[Data entries]
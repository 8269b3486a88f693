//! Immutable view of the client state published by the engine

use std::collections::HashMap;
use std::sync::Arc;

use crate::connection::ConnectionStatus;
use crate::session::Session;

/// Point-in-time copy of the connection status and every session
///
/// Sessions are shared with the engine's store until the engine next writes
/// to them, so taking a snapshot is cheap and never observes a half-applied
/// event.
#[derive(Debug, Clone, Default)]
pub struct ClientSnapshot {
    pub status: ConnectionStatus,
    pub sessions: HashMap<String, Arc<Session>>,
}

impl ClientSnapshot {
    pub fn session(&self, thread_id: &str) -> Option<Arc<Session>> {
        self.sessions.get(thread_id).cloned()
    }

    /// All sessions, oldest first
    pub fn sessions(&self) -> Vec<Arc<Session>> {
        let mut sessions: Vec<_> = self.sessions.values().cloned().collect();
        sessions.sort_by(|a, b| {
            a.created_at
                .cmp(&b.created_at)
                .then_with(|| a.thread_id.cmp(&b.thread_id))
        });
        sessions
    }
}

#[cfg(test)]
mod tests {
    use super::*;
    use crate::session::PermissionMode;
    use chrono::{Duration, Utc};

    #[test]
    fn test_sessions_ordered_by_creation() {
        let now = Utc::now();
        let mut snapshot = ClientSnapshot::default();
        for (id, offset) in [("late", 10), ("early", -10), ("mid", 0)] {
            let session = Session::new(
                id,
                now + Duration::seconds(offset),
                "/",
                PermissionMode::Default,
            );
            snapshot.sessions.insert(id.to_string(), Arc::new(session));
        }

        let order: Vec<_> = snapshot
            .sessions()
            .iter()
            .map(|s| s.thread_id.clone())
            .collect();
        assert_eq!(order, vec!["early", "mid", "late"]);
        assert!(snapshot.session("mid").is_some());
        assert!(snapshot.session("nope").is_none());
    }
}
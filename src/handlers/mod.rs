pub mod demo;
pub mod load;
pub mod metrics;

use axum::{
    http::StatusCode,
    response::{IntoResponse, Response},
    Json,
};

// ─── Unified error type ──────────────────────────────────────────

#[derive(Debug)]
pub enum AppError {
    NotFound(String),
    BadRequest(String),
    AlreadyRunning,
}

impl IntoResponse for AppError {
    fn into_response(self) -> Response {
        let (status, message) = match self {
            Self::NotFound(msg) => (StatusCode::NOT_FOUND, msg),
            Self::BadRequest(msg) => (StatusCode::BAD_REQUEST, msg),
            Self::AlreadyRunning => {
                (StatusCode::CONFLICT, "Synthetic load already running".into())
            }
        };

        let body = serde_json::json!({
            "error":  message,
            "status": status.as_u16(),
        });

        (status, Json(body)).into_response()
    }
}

...

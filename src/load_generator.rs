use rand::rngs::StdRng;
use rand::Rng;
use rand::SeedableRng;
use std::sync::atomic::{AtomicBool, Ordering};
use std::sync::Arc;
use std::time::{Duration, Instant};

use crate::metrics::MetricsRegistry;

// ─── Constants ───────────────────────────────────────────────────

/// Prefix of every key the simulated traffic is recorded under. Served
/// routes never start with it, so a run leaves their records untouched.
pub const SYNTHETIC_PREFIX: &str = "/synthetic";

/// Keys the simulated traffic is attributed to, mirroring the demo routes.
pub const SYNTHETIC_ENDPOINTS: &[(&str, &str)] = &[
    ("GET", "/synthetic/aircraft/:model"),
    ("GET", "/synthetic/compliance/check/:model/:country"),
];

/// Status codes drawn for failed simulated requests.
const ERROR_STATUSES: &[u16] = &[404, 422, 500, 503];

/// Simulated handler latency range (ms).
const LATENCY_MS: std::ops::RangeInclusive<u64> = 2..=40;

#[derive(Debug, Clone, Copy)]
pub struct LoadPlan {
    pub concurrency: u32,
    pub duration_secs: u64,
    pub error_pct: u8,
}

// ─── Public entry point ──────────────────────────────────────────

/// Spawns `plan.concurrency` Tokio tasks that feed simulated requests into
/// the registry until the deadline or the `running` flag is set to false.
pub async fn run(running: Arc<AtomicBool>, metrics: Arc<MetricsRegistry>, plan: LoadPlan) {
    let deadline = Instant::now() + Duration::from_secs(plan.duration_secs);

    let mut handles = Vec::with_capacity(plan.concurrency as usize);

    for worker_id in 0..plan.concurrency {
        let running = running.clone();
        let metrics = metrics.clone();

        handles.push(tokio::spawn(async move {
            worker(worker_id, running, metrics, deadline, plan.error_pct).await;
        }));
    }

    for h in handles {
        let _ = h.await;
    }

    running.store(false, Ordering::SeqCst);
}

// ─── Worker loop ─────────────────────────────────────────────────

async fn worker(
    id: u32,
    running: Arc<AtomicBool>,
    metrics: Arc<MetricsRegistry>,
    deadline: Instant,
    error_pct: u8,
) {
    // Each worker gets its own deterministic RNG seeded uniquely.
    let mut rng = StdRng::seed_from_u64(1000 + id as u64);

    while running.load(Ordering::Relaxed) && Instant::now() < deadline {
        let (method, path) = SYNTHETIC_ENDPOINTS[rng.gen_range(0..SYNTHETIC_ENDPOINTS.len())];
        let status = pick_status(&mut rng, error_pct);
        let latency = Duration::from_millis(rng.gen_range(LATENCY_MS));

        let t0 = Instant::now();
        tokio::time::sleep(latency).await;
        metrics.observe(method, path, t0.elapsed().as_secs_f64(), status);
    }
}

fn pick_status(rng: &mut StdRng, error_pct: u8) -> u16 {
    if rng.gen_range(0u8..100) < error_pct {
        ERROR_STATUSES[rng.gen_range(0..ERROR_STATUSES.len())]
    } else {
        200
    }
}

- [WHAT YOU SHOULD DO]
When the line with "let mut sessions: Vec<_>" is reached in the data above, start copying there, and copy each line exactly until the line with "use crate::session::PermissionMode;" has been copied; copy nothing else.

- [SOLUTION TO THIS TASK]
        let mut sessions: Vec<_> = self.sessions.values().cloned().collect();
        sessions.sort_by(|a, b| {
            a.created_at
                .cmp(&b.created_at)
                .then_with(|| a.thread_id.cmp(&b.thread_id))
        });
        sessions
    }
}

#[cfg(test)]
mod tests {
    use super::*;
    use crate::session::PermissionMode;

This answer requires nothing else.